Limiting Bank Leverage
Basel regulators have been grappling with how to set capital rules for asset-backed debt since the market collapsed in the wake of the 2008 bankruptcy of Lehman Brothers Holdings Inc. While the Basel group has focused on ensuring banks have enough capital to cover risks from their holdings, other authorities have focused on ways to revive high-quality securitisations. The Basel committee’s proposals published in December would constrain banks’ ability to minimise the capital they must hold to absorb losses on asset-backed debt. The group has said that the rules would be “more stringent than under the existing framework.”
Economic Turmoil
Central banks and lawmakers identified the pre-crisis boom in securitisations as one of the prime causes of the turmoil that followed, as banks struggled with a drop in the value of previously highly-rated instruments based on residential mortgage debt.

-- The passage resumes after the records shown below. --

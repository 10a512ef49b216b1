use crate::domain_port::*;
use redis::AsyncCommands;
use redis::aio::ConnectionManager;
use std::future::Future;
use std::time::Duration;

const SCAN_BATCH: usize = 100;

pub struct RedisTokenStore {
    conn: ConnectionManager,
    prefix: String,
    op_timeout: Duration,
}

impl RedisTokenStore {
    pub fn new(conn: ConnectionManager, prefix: impl Into<String>, op_timeout: Duration) -> Self {
        RedisTokenStore {
            conn,
            prefix: prefix.into(),
            op_timeout,
        }
    }

    fn key(&self, token: &str) -> String {
        format!("{}:{}", self.prefix, token)
    }

    async fn bounded<T, F>(&self, op: F) -> Result<T, StoreError>
    where
        F: Future<Output = redis::RedisResult<T>>,
    {
        match tokio::time::timeout(self.op_timeout, op).await {
            Ok(result) => result.map_err(|e| StoreError::Unavailable(e.to_string())),
            Err(_) => Err(StoreError::Timeout(self.op_timeout)),
        }
    }
}

#[async_trait::async_trait]
impl TokenStore for RedisTokenStore {
    async fn set(&self, key: &str, value: &str, ttl: Duration) -> Result<(), StoreError> {
        let key = self.key(key);
        let mut conn = self.conn.clone();
        let ttl_secs = ttl.as_secs().max(1);
        self.bounded(async move { conn.set_ex::<_, _, ()>(&key, value, ttl_secs).await })
            .await
    }

    async fn exists(&self, key: &str) -> Result<bool, StoreError> {
        let key = self.key(key);
        let mut conn = self.conn.clone();
        self.bounded(async move { conn.exists::<_, bool>(&key).await })
            .await
    }

    async fn delete(&self, key: &str) -> Result<(), StoreError> {
        let key = self.key(key);
        let mut conn = self.conn.clone();
        self.bounded(async move { conn.del::<_, ()>(&key).await })
            .await
    }

    async fn take(&self, key: &str) -> Result<bool, StoreError> {
        let key = self.key(key);
        let mut conn = self.conn.clone();
        let removed: i64 = self
            .bounded(async move { conn.del::<_, i64>(&key).await })
            .await?;
        Ok(removed > 0)
    }

    async fn clear_all(&self) -> Result<u64, StoreError> {
        let pattern = format!("{}:*", self.prefix);
        let mut conn = self.conn.clone();
        let mut cursor: u64 = 0;
        let mut removed: u64 = 0;
        loop {
            let (next, keys): (u64, Vec<String>) = self
                .bounded(
                    redis::cmd("SCAN")
                        .arg(cursor)
                        .arg("MATCH")
                        .arg(&pattern)
                        .arg("COUNT")
                        .arg(SCAN_BATCH)
                        .query_async(&mut conn),
                )
                .await?;
            if !keys.is_empty() {
                let mut del_conn = self.conn.clone();
                let n: u64 = self
                    .bounded(async move { del_conn.del::<_, u64>(&keys).await })
                    .await?;
                removed += n;
            }
            if next == 0 {
                break;
            }
            cursor = next;
        }
        Ok(removed)
    }
}

#[cfg(test)]
mod tests {
    use super::*;

    const REDIS_URL: &str = "redis://127.0.0.1:6379";

    async fn store(prefix: &str) -> RedisTokenStore {
        let client = redis::Client::open(REDIS_URL).unwrap();
        let conn = client.get_connection_manager().await.unwrap();
        RedisTokenStore::new(conn, prefix, Duration::from_secs(2))
    }

    #[tokio::test]
    #[ignore = "requires a redis server on 127.0.0.1:6379"]
    async fn set_exists_take() {
        let store = store("rotoken-test-a").await;
        store.clear_all().await.unwrap();

        store.set("r1", "1", Duration::from_secs(60)).await.unwrap();
        assert!(store.exists("r1").await.unwrap());
        assert!(store.take("r1").await.unwrap());
        assert!(!store.take("r1").await.unwrap());
        assert!(!store.exists("r1").await.unwrap());
    }

    #[tokio::test]
    #[ignore = "requires a redis server on 127.0.0.1:6379"]
    async fn clear_all_only_touches_own_prefix() {
        let mine = store("rotoken-test-b").await;
        let theirs = store("rotoken-test-c").await;
        mine.clear_all().await.unwrap();
        theirs.clear_all().await.unwrap();

        mine.set("r1", "1", Duration::from_secs(60)).await.unwrap();
        mine.set("r2", "1", Duration::from_secs(60)).await.unwrap();
        theirs.set("r1", "1", Duration::from_secs(60)).await.unwrap();

        assert_eq!(mine.clear_all().await.unwrap(), 2);
        assert!(theirs.exists("r1").await.unwrap());
        theirs.clear_all().await.unwrap();
    }
}
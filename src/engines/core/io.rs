//! File access for GenBank flat files
//!
//! Small inputs are read through a buffered reader, large ones are
//! memory-mapped. Either way the parser receives one contiguous buffer.

use std::fs::{self, File};
use std::io::{self, BufRead, BufReader, Read};
use std::path::Path;

use memmap2::{Mmap, MmapOptions};

const DEFAULT_READ_BUFFER_SIZE: usize = 1024 * 1024; // 1MB

/// Buffered file reader
pub struct FastReader {
    reader: BufReader<File>,
}

impl FastReader {
    /// Open a reader for the given file path
    pub fn new<P: AsRef<Path>>(path: P, buffer_size: Option<usize>) -> io::Result<Self> {
        let file = File::open(path.as_ref())?;
        let capacity = buffer_size.unwrap_or(DEFAULT_READ_BUFFER_SIZE);

        Ok(Self {
            reader: BufReader::with_capacity(capacity, file),
        })
    }

    /// Read the rest of the file into a vector
    pub fn read_all(&mut self) -> io::Result<Vec<u8>> {
        let mut buffer = Vec::new();
        self.reader.read_to_end(&mut buffer)?;
        Ok(buffer)
    }

    /// Iterate over the lines of the file, `\n` and `\r\n` removed
    pub fn read_lines(&mut self) -> io::Lines<&mut BufReader<File>> {
        (&mut self.reader).lines()
    }
}

/// Read-only memory map over a whole file
pub struct MemoryMappedReader {
    mmap: Mmap,
}

impl MemoryMappedReader {
    /// Map the file at `path`
    pub fn new<P: AsRef<Path>>(path: P) -> io::Result<Self> {
        let file = File::open(path.as_ref())?;
        // SAFETY: read-only mapping; the file must not be truncated while mapped.
        let mmap = unsafe { MmapOptions::new().map(&file)? };

        Ok(Self { mmap })
    }

    /// Get the mapped bytes
    pub fn as_slice(&self) -> &[u8] {
        &self.mmap[..]
    }
}

/// Size of the file at `path` in bytes. Sizes that do not fit the address
/// space saturate at `usize::MAX`.
pub fn file_size<P: AsRef<Path>>(path: P) -> io::Result<usize> {
    let len = fs::metadata(path.as_ref())?.len();
    Ok(usize::try_from(len).unwrap_or(usize::MAX))
}

/// Read a whole file as text, memory-mapping it when it is at least
/// `mmap_threshold` bytes long. Invalid UTF-8 is replaced, not rejected.
pub fn read_text<P: AsRef<Path>>(
    path: P,
    buffer_size: Option<usize>,
    mmap_threshold: usize,
) -> io::Result<String> {
    let size = file_size(path.as_ref())?;

    if size >= mmap_threshold {
        log::debug!("memory-mapping {} ({} bytes)", path.as_ref().display(), size);
        let reader = MemoryMappedReader::new(path)?;
        return Ok(String::from_utf8_lossy(reader.as_slice()).into_owned());
    }

    let bytes = FastReader::new(path, buffer_size)?.read_all()?;
    // Only re-allocate when the bytes are not valid UTF-8
    Ok(match String::from_utf8(bytes) {
        Ok(text) => text,
        Err(e) => String::from_utf8_lossy(e.as_bytes()).into_owned(),
    })
}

The Basel committee approach fails to draw enough of a distinction "between asset classes that performed well during the credit crisis and those that did not", Barclays said in its response to the Basel plans.
Underlying Loans
"As long as regulators penalise securitisations just because they are securitisations and not because the resulting instrument is indeed riskier than underlying loans, credit markets like small business and infrastructure in the EU and mortgages in the US that need secondary markets will struggle", Karen Shaw Petrou, managing partner of Washington-based research firm Federal Financial Analytics Inc., said in an e-mail.
The Basel committee in its December proposals ruled out having a system where capital requirements for asset-backed debt simply mirror those that would apply to the underlying assets. "Securitisations have a wide range of structural features that do not exist for banks holding the underlying pool outright and that are impossible to capture in models", the committee said.